TRY IT - Show, from the entries below, every line in which "crate" appears.

DATA EXTRACTS -

>>>

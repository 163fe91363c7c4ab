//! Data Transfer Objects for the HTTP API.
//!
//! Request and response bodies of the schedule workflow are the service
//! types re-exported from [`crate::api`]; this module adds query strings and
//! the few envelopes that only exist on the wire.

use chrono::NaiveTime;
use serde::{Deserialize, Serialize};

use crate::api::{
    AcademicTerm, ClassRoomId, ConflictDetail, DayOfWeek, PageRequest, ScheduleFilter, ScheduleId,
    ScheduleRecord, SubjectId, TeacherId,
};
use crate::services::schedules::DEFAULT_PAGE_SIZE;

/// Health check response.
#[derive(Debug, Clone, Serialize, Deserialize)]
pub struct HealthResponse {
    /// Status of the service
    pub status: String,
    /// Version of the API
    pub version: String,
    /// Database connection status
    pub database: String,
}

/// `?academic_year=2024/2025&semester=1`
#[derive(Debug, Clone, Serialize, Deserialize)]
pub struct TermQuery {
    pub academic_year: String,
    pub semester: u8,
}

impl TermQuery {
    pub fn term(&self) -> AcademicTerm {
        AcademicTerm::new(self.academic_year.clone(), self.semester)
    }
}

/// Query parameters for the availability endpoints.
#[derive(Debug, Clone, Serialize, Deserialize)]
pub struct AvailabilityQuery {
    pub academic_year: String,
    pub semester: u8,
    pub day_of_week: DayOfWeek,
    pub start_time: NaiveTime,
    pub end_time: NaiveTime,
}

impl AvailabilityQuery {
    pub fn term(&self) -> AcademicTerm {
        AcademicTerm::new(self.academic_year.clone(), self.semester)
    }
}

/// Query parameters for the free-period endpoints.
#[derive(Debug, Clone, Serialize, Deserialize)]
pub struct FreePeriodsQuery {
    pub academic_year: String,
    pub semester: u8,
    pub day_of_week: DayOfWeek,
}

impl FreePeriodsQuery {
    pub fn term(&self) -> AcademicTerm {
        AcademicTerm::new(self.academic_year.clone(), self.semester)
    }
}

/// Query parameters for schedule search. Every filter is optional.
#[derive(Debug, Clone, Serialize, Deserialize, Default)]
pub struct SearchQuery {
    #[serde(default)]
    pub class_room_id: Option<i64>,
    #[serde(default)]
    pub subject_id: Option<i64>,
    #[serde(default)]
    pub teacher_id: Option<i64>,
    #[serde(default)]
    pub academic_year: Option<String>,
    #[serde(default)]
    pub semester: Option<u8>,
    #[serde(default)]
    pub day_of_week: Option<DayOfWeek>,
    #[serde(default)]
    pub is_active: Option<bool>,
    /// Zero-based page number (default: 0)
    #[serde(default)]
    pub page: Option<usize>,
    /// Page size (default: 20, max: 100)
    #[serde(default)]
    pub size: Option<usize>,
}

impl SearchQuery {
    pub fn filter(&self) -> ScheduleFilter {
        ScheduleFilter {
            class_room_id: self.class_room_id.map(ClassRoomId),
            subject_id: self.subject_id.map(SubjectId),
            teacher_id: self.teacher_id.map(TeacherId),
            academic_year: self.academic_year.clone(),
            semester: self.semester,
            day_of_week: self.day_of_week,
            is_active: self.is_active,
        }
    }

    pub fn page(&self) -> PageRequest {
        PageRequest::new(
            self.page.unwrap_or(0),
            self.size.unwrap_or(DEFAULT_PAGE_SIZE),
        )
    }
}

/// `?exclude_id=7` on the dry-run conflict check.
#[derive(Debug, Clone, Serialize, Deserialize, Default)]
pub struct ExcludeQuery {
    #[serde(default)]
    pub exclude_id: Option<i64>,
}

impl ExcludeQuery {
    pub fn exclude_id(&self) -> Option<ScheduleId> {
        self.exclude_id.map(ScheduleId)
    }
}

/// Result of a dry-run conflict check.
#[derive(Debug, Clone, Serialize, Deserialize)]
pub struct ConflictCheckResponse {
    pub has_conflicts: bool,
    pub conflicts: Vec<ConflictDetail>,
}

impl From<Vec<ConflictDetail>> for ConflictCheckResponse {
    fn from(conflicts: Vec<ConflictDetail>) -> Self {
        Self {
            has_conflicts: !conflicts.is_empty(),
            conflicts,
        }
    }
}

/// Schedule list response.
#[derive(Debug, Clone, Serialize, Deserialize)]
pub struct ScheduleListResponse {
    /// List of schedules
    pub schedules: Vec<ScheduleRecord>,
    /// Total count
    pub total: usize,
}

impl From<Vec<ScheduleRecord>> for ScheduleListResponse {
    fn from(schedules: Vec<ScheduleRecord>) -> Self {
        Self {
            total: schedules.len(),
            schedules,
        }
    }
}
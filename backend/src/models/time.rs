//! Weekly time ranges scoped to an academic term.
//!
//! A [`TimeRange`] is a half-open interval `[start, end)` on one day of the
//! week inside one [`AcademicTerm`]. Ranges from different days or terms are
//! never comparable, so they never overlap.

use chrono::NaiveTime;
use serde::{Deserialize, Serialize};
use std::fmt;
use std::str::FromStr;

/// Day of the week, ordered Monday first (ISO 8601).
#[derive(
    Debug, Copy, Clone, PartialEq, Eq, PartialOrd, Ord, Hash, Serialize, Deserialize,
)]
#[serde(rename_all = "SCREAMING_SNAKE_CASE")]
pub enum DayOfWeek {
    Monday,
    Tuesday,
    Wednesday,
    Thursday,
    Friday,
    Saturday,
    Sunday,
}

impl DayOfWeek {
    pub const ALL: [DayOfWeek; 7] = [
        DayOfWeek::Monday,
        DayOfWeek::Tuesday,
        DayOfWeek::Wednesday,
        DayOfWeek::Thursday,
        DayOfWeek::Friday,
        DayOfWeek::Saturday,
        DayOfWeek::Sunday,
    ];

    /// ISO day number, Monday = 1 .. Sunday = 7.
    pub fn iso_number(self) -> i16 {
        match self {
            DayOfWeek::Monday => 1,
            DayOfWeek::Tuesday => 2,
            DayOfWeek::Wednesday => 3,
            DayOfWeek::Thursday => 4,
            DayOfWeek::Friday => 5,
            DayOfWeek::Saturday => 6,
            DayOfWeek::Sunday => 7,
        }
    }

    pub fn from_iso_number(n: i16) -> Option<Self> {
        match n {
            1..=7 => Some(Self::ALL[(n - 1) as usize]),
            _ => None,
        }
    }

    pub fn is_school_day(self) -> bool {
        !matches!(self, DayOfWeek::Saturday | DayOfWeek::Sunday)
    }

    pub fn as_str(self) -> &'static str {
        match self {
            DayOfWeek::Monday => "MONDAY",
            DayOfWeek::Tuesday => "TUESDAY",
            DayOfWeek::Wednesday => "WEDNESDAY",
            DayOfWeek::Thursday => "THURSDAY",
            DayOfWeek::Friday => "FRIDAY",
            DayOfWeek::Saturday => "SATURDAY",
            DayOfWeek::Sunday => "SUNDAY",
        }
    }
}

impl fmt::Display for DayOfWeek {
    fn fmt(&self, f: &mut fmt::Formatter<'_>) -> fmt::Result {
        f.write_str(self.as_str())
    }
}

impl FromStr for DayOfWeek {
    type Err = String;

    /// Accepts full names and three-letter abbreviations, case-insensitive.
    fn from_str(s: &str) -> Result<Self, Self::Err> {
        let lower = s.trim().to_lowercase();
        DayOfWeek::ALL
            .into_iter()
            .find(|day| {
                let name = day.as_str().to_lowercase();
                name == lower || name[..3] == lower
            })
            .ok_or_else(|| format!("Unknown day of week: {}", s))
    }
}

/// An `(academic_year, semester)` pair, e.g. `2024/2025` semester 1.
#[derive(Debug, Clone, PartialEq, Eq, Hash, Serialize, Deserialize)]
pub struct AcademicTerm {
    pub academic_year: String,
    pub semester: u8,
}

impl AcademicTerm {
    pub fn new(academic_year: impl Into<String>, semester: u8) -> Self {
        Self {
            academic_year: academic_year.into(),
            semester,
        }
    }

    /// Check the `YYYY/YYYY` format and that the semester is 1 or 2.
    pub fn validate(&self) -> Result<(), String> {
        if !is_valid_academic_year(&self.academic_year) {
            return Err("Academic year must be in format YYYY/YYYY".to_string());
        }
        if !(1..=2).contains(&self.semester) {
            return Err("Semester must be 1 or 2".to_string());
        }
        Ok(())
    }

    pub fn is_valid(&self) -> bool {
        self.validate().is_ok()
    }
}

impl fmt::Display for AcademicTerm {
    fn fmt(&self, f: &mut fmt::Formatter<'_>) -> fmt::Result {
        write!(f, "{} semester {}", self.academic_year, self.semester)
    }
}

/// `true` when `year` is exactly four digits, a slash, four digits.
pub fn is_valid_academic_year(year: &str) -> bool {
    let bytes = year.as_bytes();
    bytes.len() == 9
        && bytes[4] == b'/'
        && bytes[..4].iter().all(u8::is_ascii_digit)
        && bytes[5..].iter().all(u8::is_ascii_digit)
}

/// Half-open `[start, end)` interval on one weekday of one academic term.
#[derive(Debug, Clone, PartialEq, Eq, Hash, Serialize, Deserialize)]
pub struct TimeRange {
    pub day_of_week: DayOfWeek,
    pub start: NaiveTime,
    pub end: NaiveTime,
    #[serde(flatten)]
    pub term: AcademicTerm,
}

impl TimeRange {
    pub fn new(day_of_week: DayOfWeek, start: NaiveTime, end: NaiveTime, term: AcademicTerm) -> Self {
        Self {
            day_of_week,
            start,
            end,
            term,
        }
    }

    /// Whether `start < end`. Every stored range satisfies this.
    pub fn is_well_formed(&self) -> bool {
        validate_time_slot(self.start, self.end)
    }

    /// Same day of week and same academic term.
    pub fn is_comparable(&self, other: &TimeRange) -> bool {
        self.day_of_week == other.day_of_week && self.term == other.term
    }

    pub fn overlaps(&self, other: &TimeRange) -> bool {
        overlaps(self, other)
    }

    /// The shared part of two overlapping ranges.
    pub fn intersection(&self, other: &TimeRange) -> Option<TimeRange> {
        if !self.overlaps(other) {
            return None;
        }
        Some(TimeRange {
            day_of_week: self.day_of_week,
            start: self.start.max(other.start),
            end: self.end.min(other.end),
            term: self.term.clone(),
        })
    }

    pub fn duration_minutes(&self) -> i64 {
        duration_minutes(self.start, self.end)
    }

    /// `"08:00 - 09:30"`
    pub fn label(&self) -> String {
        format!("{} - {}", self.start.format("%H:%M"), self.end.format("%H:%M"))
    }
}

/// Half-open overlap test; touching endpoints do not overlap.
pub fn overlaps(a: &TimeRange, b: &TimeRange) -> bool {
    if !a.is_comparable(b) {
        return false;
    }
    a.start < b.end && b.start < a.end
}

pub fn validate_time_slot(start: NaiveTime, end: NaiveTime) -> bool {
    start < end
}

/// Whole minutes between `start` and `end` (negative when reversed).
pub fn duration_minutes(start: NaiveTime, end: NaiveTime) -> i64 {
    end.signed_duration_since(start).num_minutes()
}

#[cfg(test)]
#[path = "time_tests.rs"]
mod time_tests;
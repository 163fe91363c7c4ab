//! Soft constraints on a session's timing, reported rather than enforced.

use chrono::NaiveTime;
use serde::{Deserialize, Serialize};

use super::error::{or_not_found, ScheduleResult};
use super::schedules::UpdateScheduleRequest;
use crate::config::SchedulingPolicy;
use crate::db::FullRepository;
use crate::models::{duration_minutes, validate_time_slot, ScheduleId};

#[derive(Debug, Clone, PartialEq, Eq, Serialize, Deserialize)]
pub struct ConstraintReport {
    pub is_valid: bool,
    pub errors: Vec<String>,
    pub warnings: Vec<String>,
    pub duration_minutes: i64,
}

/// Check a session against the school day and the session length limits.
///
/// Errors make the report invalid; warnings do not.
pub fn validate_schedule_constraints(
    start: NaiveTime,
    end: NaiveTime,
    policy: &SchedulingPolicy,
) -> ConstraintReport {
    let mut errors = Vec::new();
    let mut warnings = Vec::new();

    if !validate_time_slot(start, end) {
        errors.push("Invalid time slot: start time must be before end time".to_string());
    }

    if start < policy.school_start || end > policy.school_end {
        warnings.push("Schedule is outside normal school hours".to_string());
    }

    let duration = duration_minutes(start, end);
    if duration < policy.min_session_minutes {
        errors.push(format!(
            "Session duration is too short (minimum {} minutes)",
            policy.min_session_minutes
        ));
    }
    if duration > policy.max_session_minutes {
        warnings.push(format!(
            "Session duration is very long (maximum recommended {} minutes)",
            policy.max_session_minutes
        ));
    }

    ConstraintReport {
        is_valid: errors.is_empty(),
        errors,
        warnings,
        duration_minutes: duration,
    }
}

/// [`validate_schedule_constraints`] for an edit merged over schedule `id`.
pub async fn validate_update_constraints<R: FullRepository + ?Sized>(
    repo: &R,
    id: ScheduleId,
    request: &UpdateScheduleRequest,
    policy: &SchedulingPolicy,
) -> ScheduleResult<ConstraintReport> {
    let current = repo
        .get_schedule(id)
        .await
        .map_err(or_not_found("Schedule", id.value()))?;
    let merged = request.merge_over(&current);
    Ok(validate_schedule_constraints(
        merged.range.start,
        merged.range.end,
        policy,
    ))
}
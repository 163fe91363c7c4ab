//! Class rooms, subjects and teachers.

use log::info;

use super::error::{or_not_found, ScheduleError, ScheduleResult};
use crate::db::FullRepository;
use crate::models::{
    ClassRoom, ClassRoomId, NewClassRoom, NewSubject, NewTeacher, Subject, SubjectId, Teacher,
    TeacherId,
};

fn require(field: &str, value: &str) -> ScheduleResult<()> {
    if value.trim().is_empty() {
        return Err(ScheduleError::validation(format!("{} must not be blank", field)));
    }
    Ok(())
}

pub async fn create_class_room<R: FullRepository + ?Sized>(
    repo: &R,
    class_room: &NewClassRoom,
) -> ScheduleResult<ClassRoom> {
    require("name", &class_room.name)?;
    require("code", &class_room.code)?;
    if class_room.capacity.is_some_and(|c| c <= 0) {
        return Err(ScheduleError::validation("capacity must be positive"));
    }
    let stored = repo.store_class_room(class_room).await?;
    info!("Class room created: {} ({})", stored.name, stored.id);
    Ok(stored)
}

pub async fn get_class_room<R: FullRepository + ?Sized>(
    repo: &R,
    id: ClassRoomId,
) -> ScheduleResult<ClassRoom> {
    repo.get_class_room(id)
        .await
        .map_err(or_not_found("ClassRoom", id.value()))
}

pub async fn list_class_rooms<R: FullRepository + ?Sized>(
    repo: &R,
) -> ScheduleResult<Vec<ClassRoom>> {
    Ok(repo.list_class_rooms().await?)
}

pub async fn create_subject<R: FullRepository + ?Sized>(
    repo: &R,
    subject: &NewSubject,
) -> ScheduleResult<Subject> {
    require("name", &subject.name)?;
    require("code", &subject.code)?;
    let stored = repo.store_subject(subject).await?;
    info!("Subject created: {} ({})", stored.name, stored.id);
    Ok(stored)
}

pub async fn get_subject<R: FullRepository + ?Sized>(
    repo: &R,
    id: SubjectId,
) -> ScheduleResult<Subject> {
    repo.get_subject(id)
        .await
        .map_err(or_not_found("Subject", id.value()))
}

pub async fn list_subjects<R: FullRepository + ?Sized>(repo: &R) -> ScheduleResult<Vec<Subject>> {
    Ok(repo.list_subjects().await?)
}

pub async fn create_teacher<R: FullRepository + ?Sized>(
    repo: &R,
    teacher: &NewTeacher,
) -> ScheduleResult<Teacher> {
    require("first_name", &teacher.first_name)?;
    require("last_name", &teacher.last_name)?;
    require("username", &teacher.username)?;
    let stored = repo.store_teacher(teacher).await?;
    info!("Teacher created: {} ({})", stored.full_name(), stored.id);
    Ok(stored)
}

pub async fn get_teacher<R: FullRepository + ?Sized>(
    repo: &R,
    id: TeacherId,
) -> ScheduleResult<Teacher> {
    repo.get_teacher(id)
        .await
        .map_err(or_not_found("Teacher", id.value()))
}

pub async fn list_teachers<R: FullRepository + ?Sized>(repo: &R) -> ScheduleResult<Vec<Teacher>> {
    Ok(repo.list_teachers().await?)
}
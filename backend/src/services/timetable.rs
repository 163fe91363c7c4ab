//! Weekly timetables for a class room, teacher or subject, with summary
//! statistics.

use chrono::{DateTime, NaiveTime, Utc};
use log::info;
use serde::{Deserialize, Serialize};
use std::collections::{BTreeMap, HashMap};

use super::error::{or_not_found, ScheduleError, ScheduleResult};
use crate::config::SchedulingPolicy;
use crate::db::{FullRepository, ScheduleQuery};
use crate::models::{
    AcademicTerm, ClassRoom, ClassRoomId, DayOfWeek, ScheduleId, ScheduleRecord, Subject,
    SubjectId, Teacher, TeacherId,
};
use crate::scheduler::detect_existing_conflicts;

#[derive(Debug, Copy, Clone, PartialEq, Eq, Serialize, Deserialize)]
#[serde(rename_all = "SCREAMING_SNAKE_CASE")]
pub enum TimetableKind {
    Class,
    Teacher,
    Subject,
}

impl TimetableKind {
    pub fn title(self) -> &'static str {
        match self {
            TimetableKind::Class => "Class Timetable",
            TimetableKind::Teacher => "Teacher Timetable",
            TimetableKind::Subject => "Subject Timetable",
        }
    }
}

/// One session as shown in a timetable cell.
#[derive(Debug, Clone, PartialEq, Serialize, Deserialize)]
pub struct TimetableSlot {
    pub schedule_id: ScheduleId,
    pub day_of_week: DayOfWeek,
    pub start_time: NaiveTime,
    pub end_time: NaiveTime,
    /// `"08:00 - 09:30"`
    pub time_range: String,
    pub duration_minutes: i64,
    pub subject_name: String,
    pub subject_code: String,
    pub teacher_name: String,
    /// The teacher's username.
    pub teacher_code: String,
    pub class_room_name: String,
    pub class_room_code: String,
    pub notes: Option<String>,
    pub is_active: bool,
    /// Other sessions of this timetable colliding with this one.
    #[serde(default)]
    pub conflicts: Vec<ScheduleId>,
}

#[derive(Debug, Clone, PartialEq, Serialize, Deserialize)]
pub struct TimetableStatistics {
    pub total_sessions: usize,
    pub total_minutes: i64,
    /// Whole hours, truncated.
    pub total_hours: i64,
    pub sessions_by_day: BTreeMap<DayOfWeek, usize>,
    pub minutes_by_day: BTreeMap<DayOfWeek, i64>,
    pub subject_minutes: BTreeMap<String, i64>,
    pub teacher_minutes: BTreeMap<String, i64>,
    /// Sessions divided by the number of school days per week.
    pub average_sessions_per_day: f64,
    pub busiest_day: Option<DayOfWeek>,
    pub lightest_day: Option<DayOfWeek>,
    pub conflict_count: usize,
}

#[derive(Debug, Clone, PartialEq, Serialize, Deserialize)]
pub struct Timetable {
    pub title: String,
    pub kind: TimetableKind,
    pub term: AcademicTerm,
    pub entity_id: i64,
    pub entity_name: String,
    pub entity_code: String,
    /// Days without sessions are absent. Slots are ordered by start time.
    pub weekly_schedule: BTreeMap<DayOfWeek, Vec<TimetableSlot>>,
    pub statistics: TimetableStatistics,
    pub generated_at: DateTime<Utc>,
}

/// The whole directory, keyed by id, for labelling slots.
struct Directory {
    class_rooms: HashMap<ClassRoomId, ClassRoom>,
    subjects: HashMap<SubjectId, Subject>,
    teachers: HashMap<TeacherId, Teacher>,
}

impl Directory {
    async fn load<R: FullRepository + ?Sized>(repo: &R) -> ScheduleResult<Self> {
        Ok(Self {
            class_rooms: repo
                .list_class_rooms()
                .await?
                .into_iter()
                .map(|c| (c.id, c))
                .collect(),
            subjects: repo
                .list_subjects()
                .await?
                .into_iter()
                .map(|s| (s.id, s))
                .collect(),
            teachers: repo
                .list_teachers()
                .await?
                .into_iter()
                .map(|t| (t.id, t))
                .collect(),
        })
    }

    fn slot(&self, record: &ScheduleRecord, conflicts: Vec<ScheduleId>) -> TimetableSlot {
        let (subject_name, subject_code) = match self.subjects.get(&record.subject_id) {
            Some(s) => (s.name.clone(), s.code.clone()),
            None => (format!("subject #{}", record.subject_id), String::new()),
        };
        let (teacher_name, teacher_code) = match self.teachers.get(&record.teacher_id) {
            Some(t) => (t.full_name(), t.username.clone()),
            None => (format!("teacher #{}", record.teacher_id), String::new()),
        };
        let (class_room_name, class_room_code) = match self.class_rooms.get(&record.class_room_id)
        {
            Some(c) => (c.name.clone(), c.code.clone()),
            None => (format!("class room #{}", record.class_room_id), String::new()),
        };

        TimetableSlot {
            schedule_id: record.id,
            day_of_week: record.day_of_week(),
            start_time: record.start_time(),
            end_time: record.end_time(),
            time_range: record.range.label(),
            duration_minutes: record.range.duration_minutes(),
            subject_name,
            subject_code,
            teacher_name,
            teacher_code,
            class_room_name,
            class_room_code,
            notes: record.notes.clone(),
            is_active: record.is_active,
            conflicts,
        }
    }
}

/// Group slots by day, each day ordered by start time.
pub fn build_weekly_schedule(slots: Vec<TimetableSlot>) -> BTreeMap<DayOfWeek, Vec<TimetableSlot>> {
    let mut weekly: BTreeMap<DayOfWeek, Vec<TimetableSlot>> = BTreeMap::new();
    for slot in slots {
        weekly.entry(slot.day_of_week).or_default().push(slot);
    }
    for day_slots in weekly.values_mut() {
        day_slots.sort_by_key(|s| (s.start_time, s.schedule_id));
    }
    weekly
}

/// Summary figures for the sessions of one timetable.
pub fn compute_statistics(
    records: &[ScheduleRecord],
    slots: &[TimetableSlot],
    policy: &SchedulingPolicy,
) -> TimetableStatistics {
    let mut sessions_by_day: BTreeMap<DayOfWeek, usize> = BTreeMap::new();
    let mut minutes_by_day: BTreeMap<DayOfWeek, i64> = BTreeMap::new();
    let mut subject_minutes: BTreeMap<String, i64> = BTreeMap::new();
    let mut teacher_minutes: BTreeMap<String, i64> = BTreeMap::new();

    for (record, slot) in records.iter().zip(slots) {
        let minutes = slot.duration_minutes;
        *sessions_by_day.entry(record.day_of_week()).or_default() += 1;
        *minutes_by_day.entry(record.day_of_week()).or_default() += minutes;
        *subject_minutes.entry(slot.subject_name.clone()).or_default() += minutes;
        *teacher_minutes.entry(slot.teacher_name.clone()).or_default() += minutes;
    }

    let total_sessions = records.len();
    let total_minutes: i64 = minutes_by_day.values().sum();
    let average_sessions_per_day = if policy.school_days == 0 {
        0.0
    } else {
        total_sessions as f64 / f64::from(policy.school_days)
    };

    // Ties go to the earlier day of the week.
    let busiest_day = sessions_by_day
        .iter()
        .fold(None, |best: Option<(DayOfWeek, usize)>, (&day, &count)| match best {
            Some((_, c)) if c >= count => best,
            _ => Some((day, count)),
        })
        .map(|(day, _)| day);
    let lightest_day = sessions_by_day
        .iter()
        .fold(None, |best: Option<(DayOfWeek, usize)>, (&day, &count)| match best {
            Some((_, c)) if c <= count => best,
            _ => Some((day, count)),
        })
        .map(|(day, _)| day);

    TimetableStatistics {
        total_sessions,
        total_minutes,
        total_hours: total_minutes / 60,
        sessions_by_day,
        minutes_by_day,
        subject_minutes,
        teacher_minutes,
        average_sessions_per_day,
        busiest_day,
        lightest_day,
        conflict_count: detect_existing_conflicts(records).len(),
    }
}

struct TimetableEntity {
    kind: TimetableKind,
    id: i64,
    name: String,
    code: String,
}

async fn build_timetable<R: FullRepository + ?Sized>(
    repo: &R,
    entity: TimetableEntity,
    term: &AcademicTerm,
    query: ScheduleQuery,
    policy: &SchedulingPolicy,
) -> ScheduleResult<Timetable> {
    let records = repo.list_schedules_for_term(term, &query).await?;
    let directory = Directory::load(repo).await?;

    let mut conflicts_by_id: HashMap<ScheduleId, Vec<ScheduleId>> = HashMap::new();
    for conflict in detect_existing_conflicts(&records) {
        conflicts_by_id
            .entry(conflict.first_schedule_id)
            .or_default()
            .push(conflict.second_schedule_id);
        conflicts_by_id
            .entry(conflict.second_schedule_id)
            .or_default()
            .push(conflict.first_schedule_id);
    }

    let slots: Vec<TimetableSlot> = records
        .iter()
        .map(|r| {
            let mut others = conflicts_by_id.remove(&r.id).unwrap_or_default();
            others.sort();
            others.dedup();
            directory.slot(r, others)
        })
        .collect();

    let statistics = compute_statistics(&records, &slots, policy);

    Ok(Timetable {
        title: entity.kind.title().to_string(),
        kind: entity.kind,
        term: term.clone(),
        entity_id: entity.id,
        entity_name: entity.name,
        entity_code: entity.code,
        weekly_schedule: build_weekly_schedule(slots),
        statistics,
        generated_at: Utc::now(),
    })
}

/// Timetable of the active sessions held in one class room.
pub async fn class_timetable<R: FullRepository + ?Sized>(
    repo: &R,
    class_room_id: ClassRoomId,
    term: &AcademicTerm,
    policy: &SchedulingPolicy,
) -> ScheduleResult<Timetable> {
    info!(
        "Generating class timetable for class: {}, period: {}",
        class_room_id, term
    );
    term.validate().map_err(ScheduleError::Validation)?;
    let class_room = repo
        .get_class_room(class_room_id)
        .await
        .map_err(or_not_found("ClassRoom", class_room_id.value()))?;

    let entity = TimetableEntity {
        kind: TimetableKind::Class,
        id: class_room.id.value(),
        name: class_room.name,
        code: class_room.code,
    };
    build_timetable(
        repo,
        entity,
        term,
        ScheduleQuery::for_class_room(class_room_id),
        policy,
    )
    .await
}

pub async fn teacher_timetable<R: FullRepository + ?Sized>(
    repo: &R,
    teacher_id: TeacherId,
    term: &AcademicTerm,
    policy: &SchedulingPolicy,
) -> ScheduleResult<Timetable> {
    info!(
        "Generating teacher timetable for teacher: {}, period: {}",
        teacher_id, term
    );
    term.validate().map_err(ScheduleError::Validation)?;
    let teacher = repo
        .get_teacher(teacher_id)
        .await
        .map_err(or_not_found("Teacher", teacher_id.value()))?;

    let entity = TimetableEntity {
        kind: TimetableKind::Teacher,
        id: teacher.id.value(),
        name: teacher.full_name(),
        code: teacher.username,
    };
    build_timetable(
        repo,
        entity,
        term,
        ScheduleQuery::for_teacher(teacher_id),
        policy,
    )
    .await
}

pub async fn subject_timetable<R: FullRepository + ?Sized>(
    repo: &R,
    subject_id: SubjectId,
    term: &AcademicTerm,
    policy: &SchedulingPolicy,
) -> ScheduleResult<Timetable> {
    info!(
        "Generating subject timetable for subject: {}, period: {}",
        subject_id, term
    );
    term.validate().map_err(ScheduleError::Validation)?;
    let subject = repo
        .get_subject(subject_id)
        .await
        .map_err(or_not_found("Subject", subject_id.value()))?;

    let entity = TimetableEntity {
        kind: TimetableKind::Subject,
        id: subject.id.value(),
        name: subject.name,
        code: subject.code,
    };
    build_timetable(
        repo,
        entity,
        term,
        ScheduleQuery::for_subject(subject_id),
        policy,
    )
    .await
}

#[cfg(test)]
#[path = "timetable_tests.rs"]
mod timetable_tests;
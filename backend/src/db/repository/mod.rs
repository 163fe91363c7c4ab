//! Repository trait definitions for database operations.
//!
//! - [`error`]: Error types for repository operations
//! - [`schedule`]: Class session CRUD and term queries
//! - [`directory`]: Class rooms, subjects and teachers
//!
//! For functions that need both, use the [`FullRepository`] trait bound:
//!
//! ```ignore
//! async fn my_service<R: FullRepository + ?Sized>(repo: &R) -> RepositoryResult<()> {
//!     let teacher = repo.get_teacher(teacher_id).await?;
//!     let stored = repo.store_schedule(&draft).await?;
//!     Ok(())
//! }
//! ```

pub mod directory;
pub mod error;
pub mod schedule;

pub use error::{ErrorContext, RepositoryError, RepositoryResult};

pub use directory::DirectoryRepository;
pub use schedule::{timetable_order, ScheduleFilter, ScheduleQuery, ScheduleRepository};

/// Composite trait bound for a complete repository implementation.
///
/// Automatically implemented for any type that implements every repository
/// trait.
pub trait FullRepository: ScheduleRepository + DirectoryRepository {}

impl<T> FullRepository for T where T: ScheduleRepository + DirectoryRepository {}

<<<

RESPONSE BOX -
//! types re-exported from [`crate::api`]; this module adds query strings and
use crate::api::{
use crate::services::schedules::DEFAULT_PAGE_SIZE;
use crate::config::SchedulingPolicy;
use crate::db::FullRepository;
use crate::models::{duration_minutes, validate_time_slot, ScheduleId};
use crate::db::FullRepository;
use crate::models::{
use crate::config::SchedulingPolicy;
use crate::db::{FullRepository, ScheduleQuery};
use crate::models::{
use crate::scheduler::detect_existing_conflicts;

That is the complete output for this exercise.